▸ Prompt:
Give back, character for character, the line that includes "to write internal" and all lines beneath it in the data.
#### Provided material
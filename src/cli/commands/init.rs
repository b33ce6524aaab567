use crate::cli::parser::Cli;
use crate::config::Config;
use crate::errors::AppResult;
use crate::store::{StorageKind, open_store};
use crate::ui::messages::{success, warning};
use crate::utils::path::expand_tilde;

/// Handle the `init` command
///
/// This initializes:
///  - the config directory and file (the file is skipped in test mode)
///  - the storage of the configured backend, with its migrations
pub fn handle(cli: &Cli, cfg: &Config) -> AppResult<()> {
    let path = Config::init_all(cfg, cli.test)?;

    println!("⚙️  Initializing timeportal…");
    println!("📄 Config file : {}", path.display());
    match cfg.storage {
        StorageKind::Sqlite => println!("🗄️  Database    : {}", expand_tilde(&cfg.database).display()),
        StorageKind::Json => println!("🗂️  Data dir    : {}", expand_tilde(&cfg.data_dir).display()),
    }

    let mut store = open_store(cfg, &cfg.user)?;

    if let Err(e) = store.audit(
        "init",
        "",
        &format!("{} storage initialized for user {}", cfg.storage, cfg.user),
    ) {
        warning(format!("Failed to write internal log: {}", e));
    }

    success("timeportal initialization completed!");
    Ok(())
}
########
▸ Answer below:
        warning(format!("Failed to write internal log: {}", e));
    }

    success("timeportal initialization completed!");
    Ok(())
}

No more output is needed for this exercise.